Für einige sind die Nachwirkungen der Infektion schlimmer als die Infektion selbst und es ist nicht einfach, wieder so zu leben, wie es war, bevor das Virus den Körper verwüstet hat. Etwa jeder dritte COVID-Überlebende leidet auch nach der Infektionsdauer von 15-21 Tagen an solchen Nachwirkungen. Da wir immer mehr über das Virus erfahren, wird jetzt angenommen, dass COVID drei bis sechs Monate dauert.



Die verminderte Geschmacksfähigkeit oder Hypogeusie erscheint zunächst nicht so schwerwiegend wie einige der anderen Nachwirkungen von COVID. Aber es beeinflusst das Gehirn und unsere psychische Gesundheit viel mehr, als wir denken. Zusammen mit Anosmie – dem vollständigen oder teilweisen Geruchsverlust – kann dies die Wahrnehmung von Lebensmitteln verheeren. Jedes Mal, wenn Sie kochen oder in der Nähe Ihrer Lieblingsspeisen sind, baut sich eine Vorfreude auf. Aber dann, in dem Moment, in dem Sie essen, wird es von Enttäuschung und schließlich von einem Gefühl der Leere abgelöst. Es ist, als würde man mit einer Fata Morgana Verstecken spielen.

Essen ist heute für viele mehr als nur Nahrung. Viele von uns kochen und essen zum Vergnügen, weil wir können und wollen. Es gibt eine besondere Empfindung oder Befriedigung, die wir suchen, wenn wir unsere Lieblingsspeisen essen. Comfort Food zum Beispiel nährt unsere Nostalgie. Das einfache Sonntagsessen von Rajma-Chawal oder das praktische Frühstück von Idlis unter der Woche sind vielleicht keine kulinarischen Durchbrüche, aber oft erinnern sie uns an einfachere Zeiten, in denen wir uns weniger Sorgen machen mussten.

Das letzte Jahr hat die angespannte und zerbrechliche Beziehung, die wir zum Essen haben, aufgedeckt. Millionen hatten Mühe, Nahrung zu finden, oder wurden durch Sperren auf der ganzen Welt hungrig. Viele, wie die gestrandeten Wanderarbeiter Indiens, mussten extreme Härten ertragen, um eine einzige Mahlzeit zusammenkratzen zu können.

Dann gab es diejenigen, die anfingen zu kochen und zu essen – weil sie es sich leisten konnten – um Stress in einer unvorhersehbaren Zeit zu bewältigen. Während draußen die Pandemie wütete, konnten die Menschen, die sicher zu Hause waren, einschließlich der Reichen und Berühmten, ihre Energie auf Essen lenken. Essen war für sie der perfekte Zufluchtsort in diesen schwierigen Zeiten. Tatsächlich gingen viele Geschäfte in Mumbai und Delhi angesichts der schieren Anzahl von Menschen, die sich plötzlich dem Backen zuwandten, aus.

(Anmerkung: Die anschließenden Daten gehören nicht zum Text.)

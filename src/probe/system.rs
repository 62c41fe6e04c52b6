//! Prober backed by the operating system's `ping` utility.

use std::process::Stdio;
use std::time::Duration;

use async_trait::async_trait;
use tokio::process::Command;
use tokio::time::timeout;
use tracing::debug;

use super::{ProbeError, Prober};

/// Marker preceding the round-trip time in ping output.
const TIME_MARKER: &str = "time=";

/// Runs `ping -c 1 -W <wait> <target>` and reads the reported round-trip time.
#[derive(Debug, Clone)]
pub struct SystemPing {
    program: String,
    wait_secs: u32,
    timeout: Duration,
}

impl Default for SystemPing {
    fn default() -> Self {
        Self::new(1, Duration::from_secs(3))
    }
}

impl SystemPing {
    /// Create a prober that waits `wait_secs` for a reply and kills the
    /// utility if it has not exited after `timeout`.
    pub fn new(wait_secs: u32, timeout: Duration) -> Self {
        Self {
            program: "ping".to_string(),
            wait_secs,
            timeout,
        }
    }

    /// Use a different executable in place of `ping`.
    pub fn with_program(mut self, program: impl Into<String>) -> Self {
        self.program = program.into();
        self
    }

    fn command(&self, target: &str) -> Command {
        let mut cmd = Command::new(&self.program);
        cmd.args(["-c", "1", "-W"])
            .arg(self.wait_secs.to_string())
            .arg(target)
            .stdin(Stdio::null())
            .stdout(Stdio::piped())
            .stderr(Stdio::null())
            .kill_on_drop(true);
        cmd
    }
}

#[async_trait]
impl Prober for SystemPing {
    async fn measure(&self, target: &str) -> Result<f64, ProbeError> {
        let output = timeout(self.timeout, self.command(target).output())
            .await
            .map_err(|_| ProbeError::Timeout)??;

        if !output.status.success() {
            return Err(ProbeError::Unsuccessful(output.status.code()));
        }

        let stdout = String::from_utf8_lossy(&output.stdout);
        let latency = parse_latency(&stdout).ok_or(ProbeError::NoLatency)?;
        debug!(host = %target, latency_ms = latency, "ping reply");
        Ok(latency)
    }
}

/// Extract the round-trip time from ping output.
///
/// Takes the first line carrying `time=` and parses the number right after
/// it, so `time=12.3 ms`, `time=12.3ms` and `time=12` all yield a value.
pub fn parse_latency(output: &str) -> Option<f64> {
    output.lines().find_map(|line| {
        let (_, rest) = line.split_once(TIME_MARKER)?;
        let end = rest
            .find(|c: char| !(c.is_ascii_digit() || c == '.'))
            .unwrap_or(rest.len());
        let value: f64 = rest[..end].parse().ok()?;
        (value.is_finite() && value >= 0.0).then_some(value)
    })
}

#[cfg(test)]
mod tests {
    use super::*;

    const LINUX_OUTPUT: &str = "PING 8.8.8.8 (8.8.8.8) 56(84) bytes of data.
64 bytes from 8.8.8.8: icmp_seq=1 ttl=117 time=14.2 ms

--- 8.8.8.8 ping statistics ---
1 packets transmitted, 1 received, 0% packet loss, time 0ms
rtt min/avg/max/mdev = 14.231/14.231/14.231/0.000 ms
";

    #[test]
    fn test_parse_linux_output() {
        assert_eq!(parse_latency(LINUX_OUTPUT), Some(14.2));
    }

    #[test]
    fn test_parse_without_space_before_unit() {
        let output = "64 bytes from 1.1.1.1: icmp_seq=0 ttl=57 time=9.871ms";
        assert_eq!(parse_latency(output), Some(9.871));
    }

    #[test]
    fn test_parse_integer_time() {
        assert_eq!(parse_latency("reply from host: time=3 ms"), Some(3.0));
    }

    #[test]
    fn test_statistics_line_is_not_a_reply() {
        // "time 0ms" has no '=' and must not be mistaken for a reply
        let output = "1 packets transmitted, 0 received, 100% packet loss, time 0ms";
        assert_eq!(parse_latency(output), None);
    }

    #[test]
    fn test_parse_garbage() {
        assert_eq!(parse_latency(""), None);
        assert_eq!(parse_latency("time=abc ms"), None);
    }

    #[tokio::test]
    async fn test_missing_utility_is_spawn_error() {
        let prober = SystemPing::default().with_program("/nonexistent/ping-binary");
        let err = prober.measure("127.0.0.1").await.unwrap_err();
        assert!(matches!(err, ProbeError::Spawn(_)));
    }

    #[test]
    fn test_command_arguments() {
        let prober = SystemPing::new(1, Duration::from_secs(2));
        let cmd = prober.command("8.8.8.8");
        let args: Vec<_> = cmd.as_std().get_args().map(|a| a.to_string_lossy()).collect();
        assert_eq!(args, ["-c", "1", "-W", "1", "8.8.8.8"]);
        assert_eq!(cmd.as_std().get_program(), "ping");
    }
}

COVID-19 hat uns auf eine weitere Bruchlinie in unserer Beziehung zum Essen aufmerksam gemacht, indem es viele Langstreckenfahrer unfähig machte, ihr Essen zu riechen oder zu schmecken. Selbst wenn sie es sich leisten konnten, blieb ihnen der warme Komfort des Kochens und Essens schwer fassbar. Dieser Geschmacksverlust wird erst jetzt als bemerkenswerte Nebenwirkung des Virus anerkannt.

Impfaktionen gegen das Virus haben begonnen und die Pandemie wird hoffentlich zurückgehen, ohne weitere Not zu verursachen.

Inzwischen habe ich in den vier Monaten, seit ich negativ getestet wurde, nicht die perfekte Tasse Tee probiert, die einst den Unterschied zwischen einem guten und einem schlechten Morgen ausmachte. Jeden Tag beschäftige ich mich mit den Graustufen, auf die meine Geschmacksknospen meine Welt reduziert haben. Im Moment ist Essen nur Treibstoff, der mich jedes Mal zusammenzucken lässt, wenn ich kaue.